No. 486 Squadron celebrated its 40th anniversary on 26 August 1986. No. 86 Wing re-formed at Richmond on 2 February 1987, under the newly established Air Lift Group (ALG). As well as No. 486 Squadron, the wing controlled No. 33 Squadron flying Boeing 707 transports, Nos. 36 and 37 Squadrons flying C-130H and C-130E Hercules respectively, and Air Movements Training and Development Unit. No. 486 Squadron was responsible for operational and intermediate-level maintenance of the 707s as well as the Hercules. It also managed flight simulators and all ground-based equipment. The C-130Es operated by No. 37 Squadron achieved 200,000 accident-free flying hours in 1988. Two years later, No. 36 Squadron achieved 100,000 accident-free flying hours on the C-130H. Some C-130 maintenance tasks were outsourced to commercial firms beginning in the late 1980s, and Air New Zealand won a four-year depot maintenance contract in 1990. Following conversion of four of No. 33 Squadron's six aircraft to aerial tankers between 1988 and 1992, No. 486 Squadron took on responsibility for servicing the 707s' refuelling pods.

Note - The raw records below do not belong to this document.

//! Configuration file loading.

use std::path::{Path, PathBuf};

use config::{Config, Environment, File, FileFormat, Map};
use serde::{Deserialize, Serialize};

use crate::error::{CalendarError, CalendarResult};
use crate::options::CalendarOptions;

const ENV_PREFIX: &str = "REVOCAL";

/// Configuration at ~/.config/revocal/config.toml
///
/// Widget options live under `[calendar]`. Any key can be overridden
/// from the environment, e.g. `REVOCAL_CALENDAR__SIDEBAR_WIDTH=200`.
#[derive(Debug, Serialize, Deserialize, Default, Clone)]
pub struct RevocalConfig {
    /// JSON file with the events to display
    #[serde(default, skip_serializing_if = "Option::is_none")]
    pub events_file: Option<String>,

    #[serde(default)]
    pub calendar: CalendarOptions,
}

impl RevocalConfig {
    pub fn config_path() -> CalendarResult<PathBuf> {
        let config_dir = dirs::config_dir()
            .ok_or_else(|| CalendarError::Config("Could not determine config directory".into()))?
            .join("revocal");

        Ok(config_dir.join("config.toml"))
    }

    /// Load from `path` (optional on disk) layered under environment overrides.
    pub fn load(path: &Path) -> CalendarResult<Self> {
        Self::load_with_env(path, None)
    }

    /// Like [`load`](Self::load), reading overrides from `env` instead of
    /// the process environment when given.
    fn load_with_env(path: &Path, env: Option<Map<String, String>>) -> CalendarResult<Self> {
        Config::builder()
            .add_source(File::from(path).format(FileFormat::Toml).required(false))
            .add_source(
                Environment::with_prefix(ENV_PREFIX)
                    .prefix_separator("_")
                    .separator("__")
                    .try_parsing(true)
                    .source(env),
            )
            .build()
            .map_err(|e| CalendarError::Config(e.to_string()))?
            .try_deserialize()
            .map_err(|e| CalendarError::Config(e.to_string()))
    }

    /// Load the default config file, creating a commented template first
    /// if none exists.
    pub fn load_default() -> CalendarResult<Self> {
        let path = Self::config_path()?;
        if !path.exists() {
            Self::create_default_config(&path)?;
        }
        Self::load(&path)
    }

    /// The events file with `~` expanded.
    pub fn events_path(&self) -> Option<PathBuf> {
        self.events_file
            .as_deref()
            .map(|p| PathBuf::from(shellexpand::tilde(p).into_owned()))
    }

    pub fn save(&self, path: &Path) -> CalendarResult<()> {
        let content =
            toml::to_string_pretty(self).map_err(|e| CalendarError::Serialization(e.to_string()))?;

        if let Some(parent) = path.parent() {
            std::fs::create_dir_all(parent)?;
        }
        std::fs::write(path, content)?;

        Ok(())
    }

    /// Create a default config file with all options commented out.
    pub fn create_default_config(path: &Path) -> CalendarResult<()> {
        let defaults = CalendarOptions::default();
        let contents = format!(
            "\
# revocal configuration

# JSON file with events to show:
# events_file = \"~/calendar/events.json\"

[calendar]
# lang = \"{lang}\"
# week_start = \"sunday\"
# timezone = \"Europe/Lisbon\"
# sidebar_width = {sidebar}
# detail_width = {detail}
# animation_speed = {speed}
# one_panel_at_a_time = false
# open_details_on_date_selection = true
# detail_date_format = \"{format}\"
",
            lang = defaults.lang,
            sidebar = defaults.sidebar_width,
            detail = defaults.detail_width,
            speed = defaults.animation_speed,
            format = defaults.detail_date_format,
        );

        if let Some(parent) = path.parent() {
            std::fs::create_dir_all(parent).map_err(|e| {
                CalendarError::Config(format!("Could not create config directory: {e}"))
            })?;
        }

        std::fs::write(path, contents)
            .map_err(|e| CalendarError::Config(format!("Could not write config file: {e}")))?;

        Ok(())
    }
}

#[cfg(test)]
mod tests {
    use super::*;

    #[test]
    fn test_missing_file_yields_defaults() {
        let dir = tempfile::tempdir().unwrap();
        let config = RevocalConfig::load(&dir.path().join("absent.toml")).unwrap();
        assert_eq!(config.calendar, CalendarOptions::default());
        assert!(config.events_file.is_none());
    }

    #[test]
    fn test_default_template_parses_to_defaults() {
        let dir = tempfile::tempdir().unwrap();
        let path = dir.path().join("nested/config.toml");

        RevocalConfig::create_default_config(&path).unwrap();
        let config = RevocalConfig::load(&path).unwrap();

        assert_eq!(config.calendar, CalendarOptions::default());
    }

    #[test]
    fn test_save_then_load() {
        let dir = tempfile::tempdir().unwrap();
        let path = dir.path().join("config.toml");
        let mut config = RevocalConfig::default();
        config.calendar.sidebar_width = 240;
        config.calendar.allow_add_event = true;
        config.events_file = Some("events.json".into());

        config.save(&path).unwrap();
        let loaded = RevocalConfig::load(&path).unwrap();

        assert_eq!(loaded.calendar.sidebar_width, 240);
        assert!(loaded.calendar.allow_add_event);
        assert_eq!(loaded.events_path(), Some(PathBuf::from("events.json")));
    }

    #[test]
    fn test_environment_overrides_file() {
        let dir = tempfile::tempdir().unwrap();
        let path = dir.path().join("config.toml");
        std::fs::write(&path, "[calendar]\nsidebar_width = 240\ndetail_width = 300\n").unwrap();

        let env = Map::from([
            ("REVOCAL_CALENDAR__SIDEBAR_WIDTH".to_string(), "200".to_string()),
            ("REVOCAL_CALENDAR__ALLOW_ADD_EVENT".to_string(), "true".to_string()),
        ]);
        let config = RevocalConfig::load_with_env(&path, Some(env)).unwrap();

        assert_eq!(config.calendar.sidebar_width, 200);
        assert_eq!(config.calendar.detail_width, 300);
        assert!(config.calendar.allow_add_event);
    }
}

In 1989, the Australian Government employed the Hercules and Boeing 707s for transport during the pilots' dispute that curtailed operations by the two domestic airlines; the resulting spike in operational hours necessitated No. 486 Squadron sending detachments to several locations throughout the country to cope with increased maintenance demands. In May 1993, squadron personnel accompanied Hercules and 707s transporting Australian troops from Somalia after they had taken part in United Nations humanitarian operations. By the mid-1990s, No. 486 Squadron's strength was over 400 personnel. One of its challenges was the availability of spare parts for the Boeing's ageing Pratt & Whitney JT3D engines. Qantas undertook heavier maintenance of the 707s at its jet base in Mascot. Other depot-level maintenance of No. 86 Wing aircraft was the responsibility of No. 503 Wing, which had been formed from No. 2 Aircraft Depot in July 1992. No. 486 Squadron was disbanded in October 1998, after transferring its functions to Nos. 36 and 37 Squadrons.